Guide dog training usually begins when a dog is very young, and can continue throughout their lives. Some of the key training steps include:
Some guide dogs are sent to trainers at the age of eight weeks, so they can be taught to socialize and obey orders from a very young age. Then, by the time they’re 12-18 months old they should be ready to begin formal training with assistance dog instructors. This can last months, or even longer, until they’re ready to be paired with a handler.
Some owners are also able to train guide dogs themselves, although usually this is done at special schools or through facilities at non-profit organizations. When they’re paired with their eventual owner, they will undergo even more specific training in their new home.
The new owner themselves will also need to be ‘trained’ in how to give commands, provide the praise and encouragement a dog needs as a response to its work, and to let the dog know which way it should be going.
The most important factors when choosing the breed of an assistance dog are intelligence, temperament, and health. To become a successful guide dog, the breed needs to be known for its high level of intelligence, otherwise it is unlikely to do well during training. Dogs are matched with their owners largely based on their personalities, so their temperament needs to be calm – this is also essential when the dog is working outside.
German Shepherds, Golden Retrievers, and Labradors are the most popular breeds of dog used as guide dogs as they fit all of the essential criteria. However for owners with allergies, poodles and labradoodles are sometimes used.
Most commonly, guide dogs are paired with people who are legally blind. This means that they might have some vision but would still benefit from the help of an assistance dog. However, only around 5% of people who would qualify for a guide dog actually use them.

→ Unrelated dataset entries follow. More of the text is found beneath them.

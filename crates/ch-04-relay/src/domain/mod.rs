//! # Domain Layer

pub mod errors;
pub mod stats;
//! # RocksDB Storage Adapter
//!
//! Production implementation of the `KeyValueStore` trait.
//!
//! ## Features
//!
//! - Atomic batch writes (WriteBatch)
//! - Snappy compression
//! - Bloom filters for point lookups on tx hashes
//! - fsync on write for durability

use crate::domain::errors::KVStoreError;
use crate::ports::outbound::{BatchOperation, KeyValueStore};
use parking_lot::RwLock;
use rocksdb::{Options, WriteBatch, DB};
use std::path::Path;
use std::sync::Arc;

/// RocksDB configuration.
#[derive(Debug, Clone)]
pub struct RocksDbConfig {
    /// Path to the database directory
    pub path: String,
    /// Block cache size in bytes (default: 64MB)
    pub block_cache_size: usize,
    /// Write buffer size in bytes (default: 16MB)
    pub write_buffer_size: usize,
    /// Enable fsync after each write (default: true for durability)
    pub sync_writes: bool,
}

impl Default for RocksDbConfig {
    fn default() -> Self {
        Self {
            path: "./store".to_string(),
            block_cache_size: 64 * 1024 * 1024,
            write_buffer_size: 16 * 1024 * 1024,
            sync_writes: true,
        }
    }
}

impl RocksDbConfig {
    /// Config rooted at `path` with default tuning.
    pub fn at(path: impl AsRef<Path>) -> Self {
        Self {
            path: path.as_ref().to_string_lossy().to_string(),
            ..Default::default()
        }
    }

    /// Create config for testing (smaller buffers, no sync)
    pub fn for_testing(path: impl Into<String>) -> Self {
        Self {
            path: path.into(),
            block_cache_size: 8 * 1024 * 1024,
            write_buffer_size: 4 * 1024 * 1024,
            sync_writes: false,
        }
    }
}

/// RocksDB-backed key-value store.
pub struct RocksDbStore {
    db: Arc<RwLock<DB>>,
    config: RocksDbConfig,
}

impl RocksDbStore {
    /// Open or create a RocksDB database.
    pub fn open(config: RocksDbConfig) -> Result<Self, KVStoreError> {
        let mut opts = Options::default();
        opts.create_if_missing(true);
        opts.set_write_buffer_size(config.write_buffer_size);
        opts.set_compression_type(rocksdb::DBCompressionType::Snappy);

        let mut block_opts = rocksdb::BlockBasedOptions::default();
        block_opts.set_bloom_filter(10.0, false);
        block_opts.set_block_cache(&rocksdb::Cache::new_lru_cache(config.block_cache_size));
        opts.set_block_based_table_factory(&block_opts);

        let db = DB::open(&opts, &config.path).map_err(|e| KVStoreError::IOError {
            message: format!("Failed to open RocksDB at {}: {}", config.path, e),
        })?;
        tracing::info!("[ch-01] Opened RocksDB at {}", config.path);

        Ok(Self {
            db: Arc::new(RwLock::new(db)),
            config,
        })
    }

    fn write_opts(&self) -> rocksdb::WriteOptions {
        let mut write_opts = rocksdb::WriteOptions::default();
        write_opts.set_sync(self.config.sync_writes);
        write_opts
    }
}

impl KeyValueStore for RocksDbStore {
    fn get(&self, key: &[u8]) -> Result<Option<Vec<u8>>, KVStoreError> {
        let db = self.db.read();
        db.get(key).map_err(|e| KVStoreError::IOError {
            message: format!("RocksDB get failed: {}", e),
        })
    }

    fn put(&mut self, key: &[u8], value: &[u8]) -> Result<(), KVStoreError> {
        let db = self.db.write();
        db.put_opt(key, value, &self.write_opts())
            .map_err(|e| KVStoreError::IOError {
                message: format!("RocksDB put failed: {}", e),
            })
    }

    fn atomic_batch_write(&mut self, operations: Vec<BatchOperation>) -> Result<(), KVStoreError> {
        let db = self.db.write();
        let mut batch = WriteBatch::default();
        for op in operations {
            match op {
                BatchOperation::Put { key, value } => batch.put(&key, &value),
            }
        }
        db.write_opt(batch, &self.write_opts())
            .map_err(|e| KVStoreError::IOError {
                message: format!("RocksDB batch write failed: {}", e),
            })
    }

    fn exists(&self, key: &[u8]) -> Result<bool, KVStoreError> {
        let db = self.db.read();
        db.get_pinned(key)
            .map(|v| v.is_some())
            .map_err(|e| KVStoreError::IOError {
                message: format!("RocksDB exists check failed: {}", e),
            })
    }
}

Not everyone wants a dog and some prefer to use a cane or human assistance if they have access to it. While others lead lifestyles that don’t fit with the needs of a guide dog, which still requires the same level of care as any pet at home.
A guide dog doesn’t actually know ‘where’ their owner wants to go. Rather, the owner gives their dog directional cues and it’s the dog’s job to help them avoid obstacles and unsafe situations. So when you see a guide dog stop at a crossing it’s not because they can read the traffic signals. It’s because they recognize the traffic itself as an obstacle to be avoided – and will intelligently disobey their owners' command to walk until it is safe.

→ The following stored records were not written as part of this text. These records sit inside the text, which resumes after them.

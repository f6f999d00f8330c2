//! # Chain Registry
//!
//! Immutable map of every chain the hub knows about, built once at startup
//! before any relay loop runs.
//!
//! A chain is either **local** (this hub reads its ledger and invokes its
//! contracts directly) or **remote** (reachable only through another hub).

use crate::entities::ChainId;
use crate::ledger::LedgerClient;
use std::collections::HashMap;
use std::fmt;
use std::sync::Arc;
use thiserror::Error;

/// Registry construction errors. All of them are fatal at startup.
#[derive(Debug, Error, PartialEq, Eq)]
pub enum RegistryError {
    #[error("Chain {0} is registered twice")]
    DuplicateChain(ChainId),

    #[error("Chain id must not be empty")]
    EmptyChainId,

    #[error("Chain {0} is not registered")]
    UnknownChain(ChainId),

    #[error("Chain {0} is not hosted by this hub")]
    NotLocal(ChainId),
}

/// A chain hosted by this hub.
#[derive(Clone)]
pub struct LocalChain {
    /// Ledger client serving this chain.
    pub ledger: Arc<dyn LedgerClient>,
    /// Routing contract recording requests and results.
    pub router_contract: String,
    /// Proxy contract for pass-through calls.
    pub proxy_contract: String,
}

/// A chain reachable through another hub.
#[derive(Debug, Clone, PartialEq, Eq)]
pub struct RemoteChain {
    /// Name of the owning hub, for logs.
    pub hub: String,
    /// Base URL of the owning hub's RPC endpoint.
    pub endpoint: String,
}

/// Local or remote.
#[derive(Clone)]
pub enum ChainRole {
    Local(LocalChain),
    Remote(RemoteChain),
}

impl fmt::Debug for ChainRole {
    fn fmt(&self, f: &mut fmt::Formatter<'_>) -> fmt::Result {
        match self {
            ChainRole::Local(local) => f
                .debug_struct("Local")
                .field("router_contract", &local.router_contract)
                .field("proxy_contract", &local.proxy_contract)
                .finish_non_exhaustive(),
            ChainRole::Remote(remote) => remote.fmt(f),
        }
    }
}

/// Static configuration of one chain.
#[derive(Debug, Clone)]
pub struct ChainRegistration {
    pub id: ChainId,
    pub role: ChainRole,
}

impl ChainRegistration {
    /// Register a locally hosted chain.
    pub fn local(
        id: impl Into<ChainId>,
        ledger: Arc<dyn LedgerClient>,
        router_contract: impl Into<String>,
        proxy_contract: impl Into<String>,
    ) -> Self {
        Self {
            id: id.into(),
            role: ChainRole::Local(LocalChain {
                ledger,
                router_contract: router_contract.into(),
                proxy_contract: proxy_contract.into(),
            }),
        }
    }

    /// Register a chain owned by another hub.
    pub fn remote(
        id: impl Into<ChainId>,
        hub: impl Into<String>,
        endpoint: impl Into<String>,
    ) -> Self {
        Self {
            id: id.into(),
            role: ChainRole::Remote(RemoteChain {
                hub: hub.into(),
                endpoint: endpoint.into(),
            }),
        }
    }

    pub fn is_local(&self) -> bool {
        matches!(self.role, ChainRole::Local(_))
    }
}

/// Immutable chain registry.
#[derive(Debug, Clone, Default)]
pub struct ChainRegistry {
    chains: HashMap<ChainId, ChainRegistration>,
}

impl ChainRegistry {
    /// Start building a registry.
    pub fn builder() -> ChainRegistryBuilder {
        ChainRegistryBuilder::default()
    }

    /// Look up a chain.
    pub fn get(&self, id: &ChainId) -> Option<&ChainRegistration> {
        self.chains.get(id)
    }

    /// Whether `id` is registered at all.
    pub fn contains(&self, id: &ChainId) -> bool {
        self.chains.contains_key(id)
    }

    /// Whether `id` is hosted by this hub.
    pub fn is_local(&self, id: &ChainId) -> bool {
        self.get(id).is_some_and(ChainRegistration::is_local)
    }

    /// Local chain handle, or an error naming why it is unavailable.
    pub fn local(&self, id: &ChainId) -> Result<&LocalChain, RegistryError> {
        match self.get(id).map(|reg| &reg.role) {
            Some(ChainRole::Local(local)) => Ok(local),
            Some(ChainRole::Remote(_)) => Err(RegistryError::NotLocal(id.clone())),
            None => Err(RegistryError::UnknownChain(id.clone())),
        }
    }

    /// Remote chain handle, if `id` is remote.
    pub fn remote(&self, id: &ChainId) -> Option<&RemoteChain> {
        match self.get(id).map(|reg| &reg.role) {
            Some(ChainRole::Remote(remote)) => Some(remote),
            _ => None,
        }
    }

    /// Ids of all local chains, sorted.
    pub fn local_chains(&self) -> Vec<ChainId> {
        let mut ids: Vec<ChainId> = self
            .chains
            .values()
            .filter(|reg| reg.is_local())
            .map(|reg| reg.id.clone())
            .collect();
        ids.sort();
        ids
    }

    /// Ids of every registered chain, sorted.
    pub fn chain_ids(&self) -> Vec<ChainId> {
        let mut ids: Vec<ChainId> = self.chains.keys().cloned().collect();
        ids.sort();
        ids
    }

    pub fn len(&self) -> usize {
        self.chains.len()
    }

    pub fn is_empty(&self) -> bool {
        self.chains.is_empty()
    }
}

/// Builder rejecting duplicate and empty ids.
#[derive(Debug, Default)]
pub struct ChainRegistryBuilder {
    chains: HashMap<ChainId, ChainRegistration>,
}

impl ChainRegistryBuilder {
    /// Add a registration.
    pub fn register(&mut self, registration: ChainRegistration) -> Result<&mut Self, RegistryError> {
        if registration.id.is_empty() {
            return Err(RegistryError::EmptyChainId);
        }
        if self.chains.contains_key(&registration.id) {
            return Err(RegistryError::DuplicateChain(registration.id));
        }
        self.chains.insert(registration.id.clone(), registration);
        Ok(self)
    }

    /// Freeze the registry.
    pub fn build(self) -> ChainRegistry {
        ChainRegistry {
            chains: self.chains,
        }
    }
}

The human owner’s ability to hear what is around them also influences whether or not a dog will lead them to keep walking or halt. So if the owner can hear there is no traffic but the dog can see there’s a bike or other obstacle coming up, they will prevent their owner from clashing with the perceived hazard. It takes a lot of trust on the owner’s part.
If a guide dog is wearing a harness, this is a signal that they’re working and should not be distracted under any circumstances. It can be compelling to pet a cute dog while it’s at work, but doing this can put their owner in danger. While working, a guide dog should always be focused on guiding their owner.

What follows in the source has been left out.